**Provided material**
//! Rigid transforms between coordinate frames.
//!
//! Transforms are named `a_from_b`: applying `a_from_b` to a point expressed in frame `b` gives the
//! same point expressed in frame `a`. Equivalently, `a_from_b` is the pose of frame `b` in frame
//! `a`. Composition then chains naturally, `a_from_c = a_from_b * b_from_c`.

// ---------------------------------------------------------------------------
// IMPORTS
// ---------------------------------------------------------------------------

use nalgebra::{Matrix3, Point3, Quaternion, Rotation3, UnitQuaternion, Vector3};
use serde::{Deserialize, Serialize};
use std::ops::Mul;
use thiserror::Error;

use crate::maths::wrap_pi;

// ---------------------------------------------------------------------------
// CONSTANTS
// ---------------------------------------------------------------------------

/// Tolerance on `R^T R = I` and `det(R) = 1` for a rotation to be considered orthonormal.
pub const ORTHONORMAL_TOL: f64 = 1e-6;

/// Minimum norm of a quaternion before it's considered degenerate.
pub const MIN_QUAT_NORM: f64 = 1e-9;

// ---------------------------------------------------------------------------
// DATA STRUCTURES
// ---------------------------------------------------------------------------

/// A rotation followed by a translation.
#[derive(Debug, Copy, Clone, PartialEq, Serialize, Deserialize)]
pub struct RigidTransform {
    pub rotation: Rotation3<f64>,
    pub translation: Vector3<f64>,
}

/// Planar projection of a transform.
#[derive(Debug, Copy, Clone, Default, PartialEq, Serialize, Deserialize)]
pub struct Pose2D {
    pub x: f64,
    pub y: f64,

    /// Heading about the Z axis, in (-pi, pi]
    pub theta: f64,
}

// ---------------------------------------------------------------------------
// ENUMERATIONS
// ---------------------------------------------------------------------------

#[derive(Debug, Error, Clone, PartialEq)]
pub enum TransformError {
    #[error("The transform contains non-finite values")]
    NonFinite,

    #[error("The rotation is not orthonormal (error {0:e})")]
    NotOrthonormal(f64),

    #[error("The quaternion {0:?} has a near zero norm")]
    DegenerateQuaternion([f64; 4]),
}

// ---------------------------------------------------------------------------
// IMPLEMENTATIONS
// ---------------------------------------------------------------------------

impl RigidTransform {
    pub fn identity() -> Self {
        Self {
            rotation: Rotation3::identity(),
            translation: Vector3::zeros(),
        }
    }

    pub fn new(rotation: Rotation3<f64>, translation: Vector3<f64>) -> Self {
        Self {
            rotation,
            translation,
        }
    }

    /// Build from a translation and roll/pitch/yaw angles in the static XYZ convention, i.e.
    /// `R = Rz(yaw) * Ry(pitch) * Rx(roll)`.
    pub fn from_euler(translation: Vector3<f64>, roll: f64, pitch: f64, yaw: f64) -> Self {
        Self::new(Rotation3::from_euler_angles(roll, pitch, yaw), translation)
    }

    /// Build from a translation and an `[x, y, z, w]` quaternion.
    ///
    /// The quaternion is normalised. Quaternions with a near zero norm, or containing non-finite
    /// values, are rejected.
    pub fn from_quaternion(
        translation: Vector3<f64>,
        q_xyzw: [f64; 4],
    ) -> Result<Self, TransformError> {
        Ok(Self::new(
            quat_to_rotation(q_xyzw)?,
            translation,
        ))
    }

    /// Build a planar transform, a rotation of `theta` about Z and a translation in the XY plane.
    pub fn planar(x: f64, y: f64, theta: f64) -> Self {
        Self::new(
            Rotation3::from_axis_angle(&Vector3::z_axis(), theta),
            Vector3::new(x, y, 0.0),
        )
    }

    /// The inverse transform, `b_from_a` for `a_from_b`.
    pub fn inverse(&self) -> Self {
        let inv_rot = self.rotation.inverse();
        Self {
            rotation: inv_rot,
            translation: -(inv_rot * self.translation),
        }
    }

    /// Checked inverse, fails if the transform is non-finite or its rotation isn't orthonormal.
    pub fn try_inverse(&self) -> Result<Self, TransformError> {
        self.validate()?;
        Ok(self.inverse())
    }

    /// Check that the transform is finite and the rotation is orthonormal with `det = +1`.
    pub fn validate(&self) -> Result<(), TransformError> {
        let m = self.rotation.matrix();

        if !m.iter().chain(self.translation.iter()).all(|v| v.is_finite()) {
            return Err(TransformError::NonFinite);
        }

        let ortho_err = (m.transpose() * m - Matrix3::identity()).amax();
        let det_err = (m.determinant() - 1.0).abs();
        let err = ortho_err.max(det_err);

        if err > ORTHONORMAL_TOL {
            return Err(TransformError::NotOrthonormal(err));
        }

        Ok(())
    }

    /// Apply the transform to a point.
    pub fn transform_point(&self, point: &Point3<f64>) -> Point3<f64> {
        self.rotation * point + self.translation
    }

    /// Roll, pitch and yaw of the rotation, static XYZ convention.
    pub fn euler_angles(&self) -> (f64, f64, f64) {
        self.rotation.euler_angles()
    }

    /// Rotation about the Z axis, in (-pi, pi].
    pub fn yaw(&self) -> f64 {
        wrap_pi(self.euler_angles().2)
    }

    /// Project the transform onto the XY plane.
    pub fn to_pose2d(&self) -> Pose2D {
        Pose2D {
            x: self.translation[0],
            y: self.translation[1],
            theta: self.yaw(),
        }
    }
}

impl Default for RigidTransform {
    fn default() -> Self {
        Self::identity()
    }
}

impl Mul for RigidTransform {
    type Output = RigidTransform;

    fn mul(self, rhs: RigidTransform) -> RigidTransform {
        RigidTransform {
            rotation: self.rotation * rhs.rotation,
            translation: self.rotation * rhs.translation + self.translation,
        }
    }
}

impl<'a> Mul<&'a RigidTransform> for &'a RigidTransform {
    type Output = RigidTransform;

    fn mul(self, rhs: &'a RigidTransform) -> RigidTransform {
        *self * *rhs
    }
}

impl Pose2D {
    pub fn new(x: f64, y: f64, theta: f64) -> Self {
        Self {
            x,
            y,
            theta: wrap_pi(theta),
        }
    }

    /// Distance from the origin
    pub fn range(&self) -> f64 {
        self.x.hypot(self.y)
    }
}

impl From<Pose2D> for RigidTransform {
    fn from(pose: Pose2D) -> Self {
        RigidTransform::planar(pose.x, pose.y, pose.theta)
    }
}

// ---------------------------------------------------------------------------
// FUNCTIONS
// ---------------------------------------------------------------------------

/// Convert an `[x, y, z, w]` quaternion to a rotation.
pub fn quat_to_rotation(q_xyzw: [f64; 4]) -> Result<Rotation3<f64>, TransformError> {
    if !q_xyzw.iter().all(|v| v.is_finite()) {
        return Err(TransformError::NonFinite);
    }

    let q = Quaternion::new(q_xyzw[3], q_xyzw[0], q_xyzw[1], q_xyzw[2]);

    UnitQuaternion::try_new(q, MIN_QUAT_NORM)
        .map(|uq| uq.to_rotation_matrix())
        .ok_or(TransformError::DegenerateQuaternion(q_xyzw))
}

/// Yaw (static XYZ convention) of an `[x, y, z, w]` quaternion.
pub fn quat_yaw(q_xyzw: [f64; 4]) -> Result<f64, TransformError> {
    Ok(wrap_pi(quat_to_rotation(q_xyzw)?.euler_angles().2))
}

#[cfg(test)]
mod test {
    use super::*;
    use approx::assert_abs_diff_eq;
    use std::f64::consts::{FRAC_PI_2, PI};

    fn assert_is_identity(t: &RigidTransform) {
        let id = Matrix3::identity();
        assert!((t.rotation.matrix() - id).amax() < 1e-9, "rotation {:?}", t.rotation);
        assert!(t.translation.amax() < 1e-9, "translation {:?}", t.translation);
    }

    #[test]
    fn test_inverse_round_trip() {
        let transforms = [
            RigidTransform::from_euler(Vector3::new(0.015, -0.0094, 0.185), -1.67493, 0.01726, -1.57504),
            RigidTransform::planar(3.0, -2.0, 2.5),
            RigidTransform::from_euler(Vector3::new(-10.0, 4.0, 7.0), 3.0, -1.2, 0.4),
            RigidTransform::identity(),
        ];

        for t in transforms.iter() {
            assert_is_identity(&(*t * t.inverse()));
            assert_is_identity(&(t.inverse() * *t));
        }
    }

    #[test]
    fn test_compose_frames() {
        // Robot at (1, 1) facing +Y, point 1 m ahead of the robot
        let world_from_robot = RigidTransform::planar(1.0, 1.0, FRAC_PI_2);
        let robot_from_target = RigidTransform::planar(1.0, 0.0, 0.0);

        let world_from_target = world_from_robot * robot_from_target;
        let pose = world_from_target.to_pose2d();

        assert_abs_diff_eq!(pose.x, 1.0, epsilon = 1e-12);
        assert_abs_diff_eq!(pose.y, 2.0, epsilon = 1e-12);
        assert_abs_diff_eq!(pose.theta, FRAC_PI_2, epsilon = 1e-12);

        let p = world_from_robot.transform_point(&Point3::new(0.0, 1.0, 0.0));
        assert_abs_diff_eq!(p.x, 0.0, epsilon = 1e-12);
        assert_abs_diff_eq!(p.y, 1.0, epsilon = 1e-12);
    }

    #[test]
    fn test_quaternion() {
        let half = PI / 4.0;
        let t = RigidTransform::from_quaternion(
            Vector3::zeros(),
            [0.0, 0.0, half.sin() * 2.0, half.cos() * 2.0],
        )
        .unwrap();
        assert_abs_diff_eq!(t.yaw(), FRAC_PI_2, epsilon = 1e-12);
        assert!(t.validate().is_ok());

        assert_eq!(
            quat_yaw([0.0; 4]),
            Err(TransformError::DegenerateQuaternion([0.0; 4]))
        );
        assert_eq!(
            quat_yaw([0.0, 0.0, std::f64::NAN, 1.0]),
            Err(TransformError::NonFinite)
        );
    }

    #[test]
    fn test_validate() {
        let skewed = RigidTransform::new(
            Rotation3::from_matrix_unchecked(Matrix3::new(
                1.0, 0.2, 0.0, 0.0, 1.0, 0.0, 0.0, 0.0, 1.0,
            )),
            Vector3::zeros(),
        );
        assert!(matches!(
            skewed.try_inverse(),
            Err(TransformError::NotOrthonormal(_))
        ));

        let nan = RigidTransform::planar(std::f64::NAN, 0.0, 0.0);
        assert_eq!(nan.try_inverse(), Err(TransformError::NonFinite));

        let reflection = RigidTransform::new(
            Rotation3::from_matrix_unchecked(Matrix3::new(
                -1.0, 0.0, 0.0, 0.0, 1.0, 0.0, 0.0, 0.0, 1.0,
            )),
            Vector3::zeros(),
        );
        assert!(reflection.validate().is_err());
    }

    #[test]
    fn test_pose2d_wraps() {
        let pose = Pose2D::new(1.0, 2.0, 3.0 * PI);
        assert_abs_diff_eq!(pose.theta, PI, epsilon = 1e-12);
        assert_abs_diff_eq!(Pose2D::new(3.0, 4.0, 0.0).range(), 5.0);

        let t: RigidTransform = Pose2D::new(1.0, -1.0, -2.0).into();
        assert_abs_diff_eq!(t.yaw(), -2.0, epsilon = 1e-12);
    }
}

**What is needed**
Starting at the line that contains "let t: RigidTransform", copy each line through the last one in the records, exactly, and output nothing else.

**Solution**
        let t: RigidTransform = Pose2D::new(1.0, -1.0, -2.0).into();
        assert_abs_diff_eq!(t.yaw(), -2.0, epsilon = 1e-12);
    }
}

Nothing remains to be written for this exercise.